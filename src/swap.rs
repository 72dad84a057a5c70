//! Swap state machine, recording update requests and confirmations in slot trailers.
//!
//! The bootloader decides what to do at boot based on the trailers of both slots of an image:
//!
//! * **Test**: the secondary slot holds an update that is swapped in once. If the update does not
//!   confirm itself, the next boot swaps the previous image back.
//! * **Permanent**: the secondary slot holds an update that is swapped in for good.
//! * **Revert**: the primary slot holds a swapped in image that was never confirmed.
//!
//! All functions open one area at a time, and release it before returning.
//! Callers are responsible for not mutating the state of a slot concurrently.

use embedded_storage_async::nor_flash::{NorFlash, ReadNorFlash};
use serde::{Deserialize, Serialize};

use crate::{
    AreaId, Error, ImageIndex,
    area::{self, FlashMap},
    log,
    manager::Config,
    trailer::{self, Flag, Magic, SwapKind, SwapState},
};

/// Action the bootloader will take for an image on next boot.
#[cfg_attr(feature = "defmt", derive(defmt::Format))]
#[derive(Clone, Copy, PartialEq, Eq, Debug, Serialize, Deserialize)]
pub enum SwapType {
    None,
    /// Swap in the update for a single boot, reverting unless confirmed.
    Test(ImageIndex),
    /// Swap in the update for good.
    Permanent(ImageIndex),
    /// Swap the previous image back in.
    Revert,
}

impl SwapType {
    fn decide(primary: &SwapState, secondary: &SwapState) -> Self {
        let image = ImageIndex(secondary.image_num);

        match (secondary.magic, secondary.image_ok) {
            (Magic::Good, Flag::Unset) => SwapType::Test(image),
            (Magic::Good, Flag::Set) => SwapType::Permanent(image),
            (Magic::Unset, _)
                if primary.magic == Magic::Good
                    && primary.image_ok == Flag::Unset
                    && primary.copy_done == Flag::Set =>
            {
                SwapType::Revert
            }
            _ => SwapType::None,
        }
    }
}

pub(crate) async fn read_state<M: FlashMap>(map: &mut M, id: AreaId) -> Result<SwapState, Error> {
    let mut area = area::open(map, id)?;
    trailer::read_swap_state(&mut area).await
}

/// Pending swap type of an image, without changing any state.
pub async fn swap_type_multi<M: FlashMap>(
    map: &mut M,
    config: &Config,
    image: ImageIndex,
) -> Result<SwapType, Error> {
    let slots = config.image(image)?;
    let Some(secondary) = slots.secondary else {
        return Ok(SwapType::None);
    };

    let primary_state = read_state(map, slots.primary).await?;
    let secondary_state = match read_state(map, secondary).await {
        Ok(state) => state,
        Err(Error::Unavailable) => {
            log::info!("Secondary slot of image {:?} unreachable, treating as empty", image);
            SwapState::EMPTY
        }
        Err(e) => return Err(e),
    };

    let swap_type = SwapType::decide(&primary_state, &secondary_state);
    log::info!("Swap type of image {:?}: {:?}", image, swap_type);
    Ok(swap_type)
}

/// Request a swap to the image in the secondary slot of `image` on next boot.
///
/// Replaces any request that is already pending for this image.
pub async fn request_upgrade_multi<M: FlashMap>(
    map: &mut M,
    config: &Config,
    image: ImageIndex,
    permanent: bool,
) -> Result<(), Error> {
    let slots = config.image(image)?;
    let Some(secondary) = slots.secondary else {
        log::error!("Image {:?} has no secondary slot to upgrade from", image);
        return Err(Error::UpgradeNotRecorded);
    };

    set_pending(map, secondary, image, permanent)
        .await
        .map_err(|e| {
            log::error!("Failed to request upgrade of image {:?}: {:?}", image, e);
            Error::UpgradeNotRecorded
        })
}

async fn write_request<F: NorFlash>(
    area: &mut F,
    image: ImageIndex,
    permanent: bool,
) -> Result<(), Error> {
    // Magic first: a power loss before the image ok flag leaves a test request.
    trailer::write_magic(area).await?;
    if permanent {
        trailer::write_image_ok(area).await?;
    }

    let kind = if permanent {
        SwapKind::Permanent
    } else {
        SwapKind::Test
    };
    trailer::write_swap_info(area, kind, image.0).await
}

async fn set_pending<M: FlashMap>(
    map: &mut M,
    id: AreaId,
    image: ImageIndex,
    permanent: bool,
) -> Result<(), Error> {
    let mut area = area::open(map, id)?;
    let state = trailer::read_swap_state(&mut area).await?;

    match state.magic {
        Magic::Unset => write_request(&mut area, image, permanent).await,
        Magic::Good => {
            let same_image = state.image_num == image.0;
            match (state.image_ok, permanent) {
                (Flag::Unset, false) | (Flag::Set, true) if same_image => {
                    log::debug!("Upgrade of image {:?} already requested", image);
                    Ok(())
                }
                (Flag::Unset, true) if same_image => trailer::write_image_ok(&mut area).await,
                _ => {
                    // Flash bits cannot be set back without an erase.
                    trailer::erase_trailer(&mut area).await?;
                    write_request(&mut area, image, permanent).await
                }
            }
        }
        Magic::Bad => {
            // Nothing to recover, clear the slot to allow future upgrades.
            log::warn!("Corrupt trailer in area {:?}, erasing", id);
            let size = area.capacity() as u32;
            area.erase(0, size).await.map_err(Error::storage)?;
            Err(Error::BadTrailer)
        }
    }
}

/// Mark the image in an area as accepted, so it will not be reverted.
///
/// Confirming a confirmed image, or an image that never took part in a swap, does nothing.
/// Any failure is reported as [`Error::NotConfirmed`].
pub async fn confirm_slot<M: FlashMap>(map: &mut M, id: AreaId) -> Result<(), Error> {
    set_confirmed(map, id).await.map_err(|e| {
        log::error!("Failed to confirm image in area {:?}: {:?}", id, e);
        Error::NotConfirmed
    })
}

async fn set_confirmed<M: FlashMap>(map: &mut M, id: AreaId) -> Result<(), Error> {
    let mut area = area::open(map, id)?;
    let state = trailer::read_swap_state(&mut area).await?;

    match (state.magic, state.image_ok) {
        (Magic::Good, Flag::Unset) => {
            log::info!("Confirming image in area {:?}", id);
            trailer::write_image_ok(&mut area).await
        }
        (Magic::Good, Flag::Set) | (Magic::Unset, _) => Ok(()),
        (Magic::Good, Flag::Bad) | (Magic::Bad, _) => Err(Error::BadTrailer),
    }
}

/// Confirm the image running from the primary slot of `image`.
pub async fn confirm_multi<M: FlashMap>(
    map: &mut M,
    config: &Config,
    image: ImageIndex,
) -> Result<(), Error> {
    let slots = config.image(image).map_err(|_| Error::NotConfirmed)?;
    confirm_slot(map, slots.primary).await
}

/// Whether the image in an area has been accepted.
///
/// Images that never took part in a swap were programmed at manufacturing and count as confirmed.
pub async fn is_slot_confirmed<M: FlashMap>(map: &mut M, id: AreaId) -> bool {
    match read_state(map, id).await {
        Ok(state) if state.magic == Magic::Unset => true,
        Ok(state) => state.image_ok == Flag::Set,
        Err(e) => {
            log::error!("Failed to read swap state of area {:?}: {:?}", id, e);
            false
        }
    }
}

-*-

• [THE PROBLEM]: Restate the data above word for word.

• [SOLUTION]:
filename src/swap.rs
repository 72dad84a057a5c70
//! Swap state machine, recording update requests and confirmations in slot trailers.
//!
//! The bootloader decides what to do at boot based on the trailers of both slots of an image:
//!
//! * **Test**: the secondary slot holds an update that is swapped in once. If the update does not
//!   confirm itself, the next boot swaps the previous image back.
//! * **Permanent**: the secondary slot holds an update that is swapped in for good.
//! * **Revert**: the primary slot holds a swapped in image that was never confirmed.
//!
//! All functions open one area at a time, and release it before returning.
//! Callers are responsible for not mutating the state of a slot concurrently.

use embedded_storage_async::nor_flash::{NorFlash, ReadNorFlash};
use serde::{Deserialize, Serialize};

use crate::{
    AreaId, Error, ImageIndex,
    area::{self, FlashMap},
    log,
    manager::Config,
    trailer::{self, Flag, Magic, SwapKind, SwapState},
};

/// Action the bootloader will take for an image on next boot.
#[cfg_attr(feature = "defmt", derive(defmt::Format))]
#[derive(Clone, Copy, PartialEq, Eq, Debug, Serialize, Deserialize)]
pub enum SwapType {
    None,
    /// Swap in the update for a single boot, reverting unless confirmed.
    Test(ImageIndex),
    /// Swap in the update for good.
    Permanent(ImageIndex),
    /// Swap the previous image back in.
    Revert,
}

impl SwapType {
    fn decide(primary: &SwapState, secondary: &SwapState) -> Self {
        let image = ImageIndex(secondary.image_num);

        match (secondary.magic, secondary.image_ok) {
            (Magic::Good, Flag::Unset) => SwapType::Test(image),
            (Magic::Good, Flag::Set) => SwapType::Permanent(image),
            (Magic::Unset, _)
                if primary.magic == Magic::Good
                    && primary.image_ok == Flag::Unset
                    && primary.copy_done == Flag::Set =>
            {
                SwapType::Revert
            }
            _ => SwapType::None,
        }
    }
}

pub(crate) async fn read_state<M: FlashMap>(map: &mut M, id: AreaId) -> Result<SwapState, Error> {
    let mut area = area::open(map, id)?;
    trailer::read_swap_state(&mut area).await
}

/// Pending swap type of an image, without changing any state.
pub async fn swap_type_multi<M: FlashMap>(
    map: &mut M,
    config: &Config,
    image: ImageIndex,
) -> Result<SwapType, Error> {
    let slots = config.image(image)?;
    let Some(secondary) = slots.secondary else {
        return Ok(SwapType::None);
    };

    let primary_state = read_state(map, slots.primary).await?;
    let secondary_state = match read_state(map, secondary).await {
        Ok(state) => state,
        Err(Error::Unavailable) => {
            log::info!("Secondary slot of image {:?} unreachable, treating as empty", image);
            SwapState::EMPTY
        }
        Err(e) => return Err(e),
    };

    let swap_type = SwapType::decide(&primary_state, &secondary_state);
    log::info!("Swap type of image {:?}: {:?}", image, swap_type);
    Ok(swap_type)
}

/// Request a swap to the image in the secondary slot of `image` on next boot.
///
/// Replaces any request that is already pending for this image.
pub async fn request_upgrade_multi<M: FlashMap>(
    map: &mut M,
    config: &Config,
    image: ImageIndex,
    permanent: bool,
) -> Result<(), Error> {
    let slots = config.image(image)?;
    let Some(secondary) = slots.secondary else {
        log::error!("Image {:?} has no secondary slot to upgrade from", image);
        return Err(Error::UpgradeNotRecorded);
    };

    set_pending(map, secondary, image, permanent)
        .await
        .map_err(|e| {
            log::error!("Failed to request upgrade of image {:?}: {:?}", image, e);
            Error::UpgradeNotRecorded
        })
}

async fn write_request<F: NorFlash>(
    area: &mut F,
    image: ImageIndex,
    permanent: bool,
) -> Result<(), Error> {
    // Magic first: a power loss before the image ok flag leaves a test request.
    trailer::write_magic(area).await?;
    if permanent {
        trailer::write_image_ok(area).await?;
    }

    let kind = if permanent {
        SwapKind::Permanent
    } else {
        SwapKind::Test
    };
    trailer::write_swap_info(area, kind, image.0).await
}

async fn set_pending<M: FlashMap>(
    map: &mut M,
    id: AreaId,
    image: ImageIndex,
    permanent: bool,
) -> Result<(), Error> {
    let mut area = area::open(map, id)?;
    let state = trailer::read_swap_state(&mut area).await?;

    match state.magic {
        Magic::Unset => write_request(&mut area, image, permanent).await,
        Magic::Good => {
            let same_image = state.image_num == image.0;
            match (state.image_ok, permanent) {
                (Flag::Unset, false) | (Flag::Set, true) if same_image => {
                    log::debug!("Upgrade of image {:?} already requested", image);
                    Ok(())
                }
                (Flag::Unset, true) if same_image => trailer::write_image_ok(&mut area).await,
                _ => {
                    // Flash bits cannot be set back without an erase.
                    trailer::erase_trailer(&mut area).await?;
                    write_request(&mut area, image, permanent).await
                }
            }
        }
        Magic::Bad => {
            // Nothing to recover, clear the slot to allow future upgrades.
            log::warn!("Corrupt trailer in area {:?}, erasing", id);
            let size = area.capacity() as u32;
            area.erase(0, size).await.map_err(Error::storage)?;
            Err(Error::BadTrailer)
        }
    }
}

/// Mark the image in an area as accepted, so it will not be reverted.
///
/// Confirming a confirmed image, or an image that never took part in a swap, does nothing.
/// Any failure is reported as [`Error::NotConfirmed`].
pub async fn confirm_slot<M: FlashMap>(map: &mut M, id: AreaId) -> Result<(), Error> {
    set_confirmed(map, id).await.map_err(|e| {
        log::error!("Failed to confirm image in area {:?}: {:?}", id, e);
        Error::NotConfirmed
    })
}

async fn set_confirmed<M: FlashMap>(map: &mut M, id: AreaId) -> Result<(), Error> {
    let mut area = area::open(map, id)?;
    let state = trailer::read_swap_state(&mut area).await?;

    match (state.magic, state.image_ok) {
        (Magic::Good, Flag::Unset) => {
            log::info!("Confirming image in area {:?}", id);
            trailer::write_image_ok(&mut area).await
        }
        (Magic::Good, Flag::Set) | (Magic::Unset, _) => Ok(()),
        (Magic::Good, Flag::Bad) | (Magic::Bad, _) => Err(Error::BadTrailer),
    }
}

/// Confirm the image running from the primary slot of `image`.
pub async fn confirm_multi<M: FlashMap>(
    map: &mut M,
    config: &Config,
    image: ImageIndex,
) -> Result<(), Error> {
    let slots = config.image(image).map_err(|_| Error::NotConfirmed)?;
    confirm_slot(map, slots.primary).await
}

/// Whether the image in an area has been accepted.
///
/// Images that never took part in a swap were programmed at manufacturing and count as confirmed.
pub async fn is_slot_confirmed<M: FlashMap>(map: &mut M, id: AreaId) -> bool {
    match read_state(map, id).await {
        Ok(state) if state.magic == Magic::Unset => true,
        Ok(state) => state.image_ok == Flag::Set,
        Err(e) => {
            log::error!("Failed to read swap state of area {:?}: {:?}", id, e);
            false
        }
    }
}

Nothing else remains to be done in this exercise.